„Außergewöhnlich schwerer Fall“

Serienvergewaltiger zu 13 Jahren Haft verurteilt

Darmstadt - Ein Serienvergewaltiger aus dem Odenwald muss für 13 Jahre ins Gefängnis. Das Landgericht in Darmstadt verurteilte den 26-Jährigen heute wegen drei vollendeten und vier versuchten Vergewaltigungen.

In der Urteilsbegründung sprach der Vorsitzende Richter von einem "außergewöhnlich schweren Fall". Der Angeklagte hatte im vergangenen Herbst Frauen in der Nähe seines Wohnorts aufgelauert.
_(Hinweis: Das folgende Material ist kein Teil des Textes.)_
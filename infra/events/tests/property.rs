use park_event_bus::{EventBus, SubscriptionHandle};
use parking_lot::Mutex;
use proptest::prelude::*;
use std::sync::Arc;

#[derive(Clone, Copy, Debug)]
struct Ping;

#[derive(Clone, Debug)]
enum Op {
    Subscribe,
    Release(usize),
    Publish,
}

fn op() -> impl Strategy<Value = Op> {
    prop_oneof![
        3 => Just(Op::Subscribe),
        2 => (0..32usize).prop_map(Op::Release),
        2 => Just(Op::Publish),
    ]
}

proptest! {
    #[test]
    fn publish_order_matches_live_subscription_order(ops in proptest::collection::vec(op(), 0..64)) {
        let bus = EventBus::new();
        let seen = Arc::new(Mutex::new(Vec::new()));
        let mut handles: Vec<(usize, SubscriptionHandle)> = Vec::new();
        let mut next_label = 0usize;

        for op in ops {
            match op {
                Op::Subscribe => {
                    let label = next_label;
                    next_label += 1;
                    let sink = seen.clone();
                    handles.push((label, bus.subscribe(move |_: &Ping| sink.lock().push(label))));
                },
                Op::Release(index) => {
                    if !handles.is_empty() {
                        let (_, mut handle) = handles.remove(index % handles.len());
                        handle.release();
                    }
                },
                Op::Publish => {
                    let expected: Vec<usize> = handles.iter().map(|(label, _)| *label).collect();
                    let delivered = bus.publish(Ping);
                    let observed = std::mem::take(&mut *seen.lock());

                    prop_assert_eq!(delivered, expected.len());
                    prop_assert_eq!(observed, expected);
                },
            }
        }

        prop_assert_eq!(bus.listener_count::<Ping>(), handles.len());
        handles.clear();
        prop_assert!(bus.is_empty());
    }

    #[test]
    fn double_release_is_indistinguishable_from_single(count in 1..16usize, victim in 0..16usize) {
        let bus = EventBus::new();
        let mut handles: Vec<SubscriptionHandle> =
            (0..count).map(|_| bus.subscribe(|_: &Ping| {})).collect();

        let victim = victim % count;
        handles[victim].release();
        let after_first = bus.listener_count::<Ping>();
        handles[victim].release();
        drop(handles.remove(victim));

        prop_assert_eq!(after_first, count - 1);
        prop_assert_eq!(bus.listener_count::<Ping>(), count - 1);
    }
}
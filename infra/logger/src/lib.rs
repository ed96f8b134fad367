//! # Logger
//!
//! One place to install the process-wide `tracing` subscriber: a compact console
//! layer, an optional non-blocking rolling file layer, and an [`EnvFilter`] built
//! from a default level plus optional directives (`RUST_LOG` is still honored).
//!
//! ## Example
//!
//! ```rust
//! # use park_logger::{Logger, LevelFilter};
//!
//! let _logger = Logger::builder()
//!     .name("my-app")
//!     .console(true)
//!     .level(LevelFilter::DEBUG)
//!     .init()
//!     .unwrap();
//! ```

mod error;

pub use crate::error::{LoggerError, LoggerErrorExt};
pub use tracing::level_filters::LevelFilter;
pub use tracing_appender::rolling::Rotation;

use private::Sealed;
use std::fs;
use std::marker::PhantomData;
use std::path::PathBuf;
use tracing_appender::non_blocking::WorkerGuard;
use tracing_appender::rolling::RollingFileAppender;
use tracing_subscriber::fmt::layer;
use tracing_subscriber::layer::SubscriberExt;
use tracing_subscriber::util::SubscriberInitExt;
use tracing_subscriber::{EnvFilter, Layer, Registry};

const DEFAULT_MAX_FILES: usize = 10;
const LOG_FILE_SUFFIX: &str = "log";

type BoxedLayer = Box<dyn Layer<Registry> + Send + Sync>;

#[derive(Debug)]
struct LoggerConfig {
    console: bool,
    path: Option<PathBuf>,
    level: LevelFilter,
    rotation: Rotation,
    max_files: usize,
    json: bool,
    directives: Option<String>,
}

impl Default for LoggerConfig {
    fn default() -> Self {
        Self {
            console: true,
            path: None,
            level: LevelFilter::INFO,
            rotation: Rotation::DAILY,
            max_files: DEFAULT_MAX_FILES,
            json: false,
            directives: None,
        }
    }
}

/// Builder state: no name set yet.
#[derive(Debug)]
pub struct NoName;
/// Builder state: named, ready to initialize.
#[derive(Debug)]
pub struct WithName(String);
/// Builder state: console only.
#[derive(Debug)]
pub struct NoFile;
/// Builder state: file output configured.
#[derive(Debug)]
pub struct WithFile;

mod private {
    pub trait Sealed {}
}
impl Sealed for NoName {}
impl Sealed for WithName {}
impl Sealed for NoFile {}
impl Sealed for WithFile {}

/// A builder for configuring and initializing the global tracing subscriber.
///
/// The name is mandatory and must be set before [`LoggerBuilder::init`] becomes
/// available; file-only knobs appear after [`LoggerBuilder::path`].
#[derive(Debug)]
pub struct LoggerBuilder<N: Sealed = NoName, F: Sealed = NoFile> {
    config: LoggerConfig,
    name: N,
    file_state: PhantomData<F>,
}

impl<F: Sealed> LoggerBuilder<NoName, F> {
    /// Sets the name of the logger. Also used as the log file prefix.
    pub fn name(self, name: impl Into<String>) -> LoggerBuilder<WithName, F> {
        LoggerBuilder { name: WithName(name.into()), config: self.config, file_state: PhantomData }
    }
}

impl LoggerBuilder<WithName, WithFile> {
    /// Maximum number of rotated log files to keep.
    #[must_use = "The builder must be configured before it can be used to initialize the logger."]
    pub const fn max_files(mut self, max: usize) -> Self {
        self.config.max_files = max;
        self
    }

    /// Log file rotation strategy.
    #[must_use = "The builder must be configured before it can be used to initialize the logger."]
    pub const fn rotation(mut self, rotation: Rotation) -> Self {
        self.config.rotation = rotation;
        self
    }

    /// Writes the file layer as JSON lines.
    #[must_use = "The builder must be configured before it can be used to initialize the logger."]
    pub const fn json(mut self, enabled: bool) -> Self {
        self.config.json = enabled;
        self
    }
}

impl<F: Sealed> LoggerBuilder<WithName, F> {
    /// Minimum level emitted when no directive matches.
    #[must_use = "The builder must be configured before it can be used to initialize the logger."]
    pub const fn level(mut self, level: LevelFilter) -> Self {
        self.config.level = level;
        self
    }

    /// Adds filter directives (e.g., `park_event_bus=trace,park_kernel=debug`).
    ///
    /// Invalid directives make [`LoggerBuilder::init`] fail instead of being
    /// silently ignored.
    #[must_use = "The builder must be configured before it can be used to initialize the logger."]
    pub fn env_filter(mut self, directives: impl Into<String>) -> Self {
        self.config.directives = Some(directives.into());
        self
    }

    /// Enables or disables the console layer.
    #[must_use = "The builder must be configured before it can be used to initialize the logger."]
    pub const fn console(mut self, enabled: bool) -> Self {
        self.config.console = enabled;
        self
    }

    /// Enables the rolling file layer, writing into `path`.
    pub fn path(self, path: impl Into<PathBuf>) -> LoggerBuilder<WithName, WithFile> {
        let mut config = self.config;
        config.path = Some(path.into());
        LoggerBuilder { config, name: self.name, file_state: PhantomData }
    }

    /// Consumes the builder and installs the global tracing subscriber.
    ///
    /// # Returns
    /// A [`Logger`] handle. Keep it alive for the duration of the program: it
    /// owns the worker that flushes the non-blocking file writer.
    ///
    /// # Errors
    /// Returns [`LoggerError::Subscriber`] if a global subscriber has already been set,
    /// [`LoggerError::InvalidConfiguration`] for invalid builder settings, and
    /// [`LoggerError::Io`] / [`LoggerError::Appender`] when the log directory is unusable.
    pub fn init(self) -> Result<Logger, LoggerError> {
        let LoggerBuilder { config, name: WithName(name), .. } = self;
        validate_config(&config, &name)?;

        let filter = build_env_filter(&config)?;
        let mut layers: Vec<BoxedLayer> = Vec::new();

        if config.console {
            layers.push(layer().compact().with_ansi(true).boxed());
        }

        let guard = match &config.path {
            Some(path) => {
                fs::create_dir_all(path)
                    .context(format!("Failed to create path: {}", path.display()))?;

                let appender = RollingFileAppender::builder()
                    .rotation(config.rotation.clone())
                    .filename_prefix(&name)
                    .filename_suffix(LOG_FILE_SUFFIX)
                    .max_log_files(config.max_files)
                    .build(path)?;

                let (writer, guard) = tracing_appender::non_blocking(appender);
                let file_layer = layer().with_writer(writer).with_ansi(false);
                layers.push(if config.json { file_layer.json().boxed() } else { file_layer.boxed() });
                Some(guard)
            },
            None => None,
        };

        if layers.is_empty() {
            return Err(LoggerError::InvalidConfiguration {
                message: "No logging layers enabled. Enable console or file output.".into(),
                context: None,
            });
        }

        tracing_subscriber::registry().with(layers).with(filter).try_init()?;
        tracing::debug!(logger = %name, "Logging initialized");

        Ok(Logger { name, guard })
    }
}

/// A handle to the initialized logging system.
///
/// Holds the background worker guard of the file layer, if any. Drop it only
/// when the application is shutting down.
#[must_use = "Dropping this handle will stop background logging threads."]
#[derive(Debug)]
pub struct Logger {
    name: String,
    guard: Option<WorkerGuard>,
}

impl Logger {
    /// Returns a new [`LoggerBuilder`].
    ///
    /// # Example
    ///
    /// ```rust
    /// use park_logger::{LevelFilter, Logger};
    ///
    /// let _logger = Logger::builder()
    ///     .name("my-app")
    ///     .level(LevelFilter::DEBUG)
    ///     .init()
    ///     .unwrap();
    /// ```
    #[must_use = "The builder must be configured before it can be used to initialize the logger."]
    pub fn builder() -> LoggerBuilder {
        LoggerBuilder { config: LoggerConfig::default(), name: NoName, file_state: PhantomData }
    }

    /// The name this logger was initialized with.
    #[must_use]
    pub fn name(&self) -> &str {
        &self.name
    }

    /// Returns `true` when a rolling file layer is attached.
    #[must_use]
    pub const fn has_file_output(&self) -> bool {
        self.guard.is_some()
    }
}

impl Drop for Logger {
    fn drop(&mut self) {
        if self.guard.is_some() {
            tracing::info!(logger = %self.name, "Logging system shutting down, flushing buffers...");
        }
    }
}

/// Parses a level name as accepted by [`LevelFilter`]'s `FromStr` (`"debug"`, `"off"`, ...).
///
/// # Errors
/// Returns [`LoggerError::InvalidConfiguration`] for unknown level names.
pub fn parse_level(level: &str) -> Result<LevelFilter, LoggerError> {
    level.trim().parse::<LevelFilter>().map_err(|e| LoggerError::InvalidConfiguration {
        message: format!("Invalid level '{level}': {e}").into(),
        context: None,
    })
}

fn validate_config(config: &LoggerConfig, name: &str) -> Result<(), LoggerError> {
    if name.trim().is_empty() {
        return Err(LoggerError::InvalidConfiguration {
            message: "Logger name cannot be empty".into(),
            context: None,
        });
    }

    if config.max_files == 0 {
        return Err(LoggerError::InvalidConfiguration {
            message: "max_files must be greater than zero".into(),
            context: None,
        });
    }

    Ok(())
}

fn build_env_filter(config: &LoggerConfig) -> Result<EnvFilter, LoggerError> {
    let builder = EnvFilter::builder().with_default_directive(config.level.into());
    config.directives.as_ref().map_or_else(
        || Ok(builder.from_env_lossy()),
        |directives| {
            builder.parse(directives).map_err(|e| LoggerError::InvalidConfiguration {
                message: format!("Invalid env filter '{directives}': {e}").into(),
                context: None,
            })
        },
    )
}
use serde::Deserialize;
use std::path::PathBuf;

/// Top-level application configuration.
#[derive(Default, Debug, Clone, Deserialize)]
#[serde(default)]
pub struct AppConfig {
    pub logging: LoggingConfig,
    pub window: WindowConfig,
    pub replay: ReplayConfig,
}

/// Logging output configuration.
#[derive(Debug, Clone, Deserialize)]
#[serde(default)]
pub struct LoggingConfig {
    /// Default level (`trace`, `debug`, `info`, `warn`, `error`, `off`).
    pub level: String,
    pub console: bool,
    /// Directory for rolling log files. No file output when absent.
    pub path: Option<PathBuf>,
    pub json: bool,
    pub max_files: usize,
    /// Extra directives such as `park_event_bus=trace`.
    pub filter: Option<String>,
}

/// Logical window resolution.
#[derive(Debug, Clone, Deserialize)]
#[serde(default)]
pub struct WindowConfig {
    pub title: String,
    pub width: i32,
    pub height: i32,
}

/// Scripted input source used by the headless shell.
#[derive(Debug, Clone, Deserialize)]
#[serde(default)]
pub struct ReplayConfig {
    pub frames: u32,
    pub frame_millis: u64,
}

// --- Default ---

impl Default for LoggingConfig {
    fn default() -> Self {
        Self {
            level: "info".to_owned(),
            console: true,
            path: None,
            json: false,
            max_files: 10,
            filter: None,
        }
    }
}

impl Default for WindowConfig {
    fn default() -> Self {
        Self { title: "ParkLogic".to_owned(), width: 1280, height: 720 }
    }
}

impl Default for ReplayConfig {
    fn default() -> Self {
        Self { frames: 120, frame_millis: 16 }
    }
}
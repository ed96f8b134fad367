//! # Domain Models
//!
//! This crate contains pure domain types with a single dependency (`serde`).
//! Keep it lean: no I/O, no event bus, no heavy logic. Just the payloads that
//! travel over the bus and the configuration shapes the applications load.

pub mod config;
pub mod events;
Er zwang sie unter anderem zum Oralverkehr und bedrohte eines der Opfer mit vorgehaltenem Messer. Einige der Frauen entkamen ihrem Peiniger, zwei von ihnen sprühten ihm Pfefferspray ins Gesicht.

Der 26-Jährige hatte im Prozess nur die vollendeten Taten eingeräumt, sie waren ihm mit einem DNA-Test nachgewiesen worden. Das Gericht ordnete ihm aber auch die versuchten Vergewaltigungen zu. "In einem so kleinen Ort gibt es keine zwei Täter, die parallel das Gleiche machen", erklärte der Vorsitzende Richter. Der Mann sei bei seinen Taten geplant vorgegangen. Ein Opfer, das er kannte, hatte er regelrecht ausspioniert. Die Staatsanwaltschaft hatte 13 Jahre Haft gefordert. Die Verteidigung hatte sich nicht auf ein Strafmaß festgelegt, für die Versuche jedoch Freispruch gefordert.